Stored data entries
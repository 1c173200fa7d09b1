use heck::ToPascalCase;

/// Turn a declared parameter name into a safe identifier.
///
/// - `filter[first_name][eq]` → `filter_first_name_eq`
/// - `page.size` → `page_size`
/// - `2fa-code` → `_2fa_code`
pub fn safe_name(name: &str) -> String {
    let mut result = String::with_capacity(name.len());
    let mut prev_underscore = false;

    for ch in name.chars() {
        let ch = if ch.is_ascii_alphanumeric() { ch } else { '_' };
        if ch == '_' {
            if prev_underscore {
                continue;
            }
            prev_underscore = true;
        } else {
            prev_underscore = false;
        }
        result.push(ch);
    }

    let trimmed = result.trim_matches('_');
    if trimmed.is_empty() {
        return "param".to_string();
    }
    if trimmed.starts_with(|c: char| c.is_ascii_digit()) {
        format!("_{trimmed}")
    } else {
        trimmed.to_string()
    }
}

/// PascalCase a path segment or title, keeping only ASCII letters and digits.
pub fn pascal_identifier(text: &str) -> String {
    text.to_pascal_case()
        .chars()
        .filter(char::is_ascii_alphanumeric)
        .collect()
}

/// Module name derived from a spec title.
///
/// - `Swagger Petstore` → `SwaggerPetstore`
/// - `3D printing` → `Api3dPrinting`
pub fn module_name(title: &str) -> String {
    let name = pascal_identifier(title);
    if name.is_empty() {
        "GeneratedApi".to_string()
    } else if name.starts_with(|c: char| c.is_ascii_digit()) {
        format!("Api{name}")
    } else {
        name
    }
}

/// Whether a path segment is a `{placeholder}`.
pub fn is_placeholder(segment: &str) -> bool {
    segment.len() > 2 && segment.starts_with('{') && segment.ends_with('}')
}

--

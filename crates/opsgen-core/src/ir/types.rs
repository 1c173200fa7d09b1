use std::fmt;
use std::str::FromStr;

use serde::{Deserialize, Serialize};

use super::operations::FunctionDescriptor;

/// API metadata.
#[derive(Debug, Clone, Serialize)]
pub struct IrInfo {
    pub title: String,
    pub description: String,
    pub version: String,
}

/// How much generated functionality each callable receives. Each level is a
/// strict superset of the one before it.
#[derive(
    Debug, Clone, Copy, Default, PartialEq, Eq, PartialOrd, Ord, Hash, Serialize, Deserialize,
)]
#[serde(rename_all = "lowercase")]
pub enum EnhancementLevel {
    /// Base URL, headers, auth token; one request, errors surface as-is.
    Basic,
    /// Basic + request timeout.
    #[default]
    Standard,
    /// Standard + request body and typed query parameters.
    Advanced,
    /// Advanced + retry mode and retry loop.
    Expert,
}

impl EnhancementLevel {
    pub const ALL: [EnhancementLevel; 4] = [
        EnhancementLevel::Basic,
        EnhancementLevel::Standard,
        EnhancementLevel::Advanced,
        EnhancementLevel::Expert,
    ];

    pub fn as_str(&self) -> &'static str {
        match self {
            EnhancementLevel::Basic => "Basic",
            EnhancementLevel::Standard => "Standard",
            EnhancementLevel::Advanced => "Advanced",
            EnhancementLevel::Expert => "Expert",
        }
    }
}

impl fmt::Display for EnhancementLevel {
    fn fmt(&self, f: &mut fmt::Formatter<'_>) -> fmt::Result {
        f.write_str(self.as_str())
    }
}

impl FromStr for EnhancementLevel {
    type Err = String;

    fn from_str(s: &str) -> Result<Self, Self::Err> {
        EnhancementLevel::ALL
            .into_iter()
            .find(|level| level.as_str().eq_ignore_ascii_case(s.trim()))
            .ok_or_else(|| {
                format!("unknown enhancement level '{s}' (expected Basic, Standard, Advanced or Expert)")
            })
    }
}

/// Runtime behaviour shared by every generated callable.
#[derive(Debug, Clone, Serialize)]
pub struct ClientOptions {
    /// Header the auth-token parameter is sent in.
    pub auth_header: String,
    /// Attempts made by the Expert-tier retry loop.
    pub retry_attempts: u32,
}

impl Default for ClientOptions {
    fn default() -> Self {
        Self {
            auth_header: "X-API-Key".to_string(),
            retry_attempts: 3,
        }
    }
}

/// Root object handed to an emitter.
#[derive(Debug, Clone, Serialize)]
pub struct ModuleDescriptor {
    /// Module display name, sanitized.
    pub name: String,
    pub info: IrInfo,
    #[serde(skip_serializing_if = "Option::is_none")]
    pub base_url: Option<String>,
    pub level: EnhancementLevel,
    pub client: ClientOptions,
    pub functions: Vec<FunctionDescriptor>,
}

...

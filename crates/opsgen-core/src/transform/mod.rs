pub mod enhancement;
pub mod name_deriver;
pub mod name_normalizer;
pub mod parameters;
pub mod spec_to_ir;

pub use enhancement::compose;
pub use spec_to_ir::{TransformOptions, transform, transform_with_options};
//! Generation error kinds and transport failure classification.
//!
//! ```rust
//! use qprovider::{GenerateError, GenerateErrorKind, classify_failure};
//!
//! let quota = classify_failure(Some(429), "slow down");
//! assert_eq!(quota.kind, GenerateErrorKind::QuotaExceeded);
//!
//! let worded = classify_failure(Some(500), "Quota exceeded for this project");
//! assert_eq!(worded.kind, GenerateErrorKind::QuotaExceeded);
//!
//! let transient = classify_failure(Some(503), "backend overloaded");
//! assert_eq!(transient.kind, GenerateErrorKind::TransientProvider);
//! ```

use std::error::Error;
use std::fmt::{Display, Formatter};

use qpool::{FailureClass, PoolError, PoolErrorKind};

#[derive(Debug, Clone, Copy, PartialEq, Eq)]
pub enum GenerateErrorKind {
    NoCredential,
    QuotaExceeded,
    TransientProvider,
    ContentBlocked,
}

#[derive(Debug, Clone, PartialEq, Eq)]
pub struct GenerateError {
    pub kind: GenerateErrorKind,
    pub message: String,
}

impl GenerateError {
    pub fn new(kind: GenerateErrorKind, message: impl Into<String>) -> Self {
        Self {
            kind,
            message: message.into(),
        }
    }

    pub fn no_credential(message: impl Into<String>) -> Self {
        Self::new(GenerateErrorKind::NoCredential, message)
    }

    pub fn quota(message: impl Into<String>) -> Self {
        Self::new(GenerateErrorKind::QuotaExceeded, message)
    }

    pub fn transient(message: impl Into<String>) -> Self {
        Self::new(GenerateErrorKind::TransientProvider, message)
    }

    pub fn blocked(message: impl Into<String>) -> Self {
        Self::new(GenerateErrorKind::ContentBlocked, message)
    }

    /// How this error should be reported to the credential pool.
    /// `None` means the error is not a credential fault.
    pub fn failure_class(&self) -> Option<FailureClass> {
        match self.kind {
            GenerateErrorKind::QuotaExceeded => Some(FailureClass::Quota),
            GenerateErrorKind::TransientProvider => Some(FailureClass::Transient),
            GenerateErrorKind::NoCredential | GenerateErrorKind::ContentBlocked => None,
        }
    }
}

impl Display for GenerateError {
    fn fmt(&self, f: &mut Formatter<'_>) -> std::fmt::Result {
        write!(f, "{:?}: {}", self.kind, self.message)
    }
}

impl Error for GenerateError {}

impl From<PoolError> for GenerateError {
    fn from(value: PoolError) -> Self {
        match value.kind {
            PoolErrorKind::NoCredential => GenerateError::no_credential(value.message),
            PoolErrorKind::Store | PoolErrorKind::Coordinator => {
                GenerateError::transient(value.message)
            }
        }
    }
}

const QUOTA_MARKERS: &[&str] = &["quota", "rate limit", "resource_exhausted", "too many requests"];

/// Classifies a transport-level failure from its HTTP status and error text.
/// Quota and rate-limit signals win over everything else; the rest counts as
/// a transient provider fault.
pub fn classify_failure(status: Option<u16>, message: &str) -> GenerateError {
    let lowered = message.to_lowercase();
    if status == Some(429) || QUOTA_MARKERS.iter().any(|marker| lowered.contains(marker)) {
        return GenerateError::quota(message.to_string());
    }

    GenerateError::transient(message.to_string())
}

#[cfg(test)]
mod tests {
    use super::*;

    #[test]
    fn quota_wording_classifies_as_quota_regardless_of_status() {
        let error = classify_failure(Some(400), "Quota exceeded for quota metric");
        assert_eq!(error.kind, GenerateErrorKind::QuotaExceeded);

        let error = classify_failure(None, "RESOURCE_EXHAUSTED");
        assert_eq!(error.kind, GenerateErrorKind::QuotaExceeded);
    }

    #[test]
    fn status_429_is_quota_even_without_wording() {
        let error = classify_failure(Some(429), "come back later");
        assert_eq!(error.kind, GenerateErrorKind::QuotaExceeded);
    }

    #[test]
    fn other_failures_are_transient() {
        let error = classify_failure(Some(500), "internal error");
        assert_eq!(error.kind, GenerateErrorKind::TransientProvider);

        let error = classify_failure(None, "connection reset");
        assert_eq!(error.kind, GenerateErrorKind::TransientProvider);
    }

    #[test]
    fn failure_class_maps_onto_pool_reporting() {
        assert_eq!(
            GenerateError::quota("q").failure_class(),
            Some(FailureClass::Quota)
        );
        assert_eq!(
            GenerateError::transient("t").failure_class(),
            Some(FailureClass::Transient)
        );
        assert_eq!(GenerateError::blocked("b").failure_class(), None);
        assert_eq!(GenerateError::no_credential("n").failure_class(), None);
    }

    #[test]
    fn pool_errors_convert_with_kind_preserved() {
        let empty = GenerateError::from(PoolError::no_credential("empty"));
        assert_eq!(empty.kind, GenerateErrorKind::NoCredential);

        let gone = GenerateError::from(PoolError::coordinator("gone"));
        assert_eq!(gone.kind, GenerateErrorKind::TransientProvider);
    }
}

**TASK BRIEF**
Copy out each line of the data that has the word "Standard" in it.

**RESPONSE FOR THIS EXERCISE**
    Standard,
    /// Standard + request body and typed query parameters.
        EnhancementLevel::Standard,
            EnhancementLevel::Standard => "Standard",
                format!("unknown enhancement level '{s}' (expected Basic, Standard, Advanced or Expert)")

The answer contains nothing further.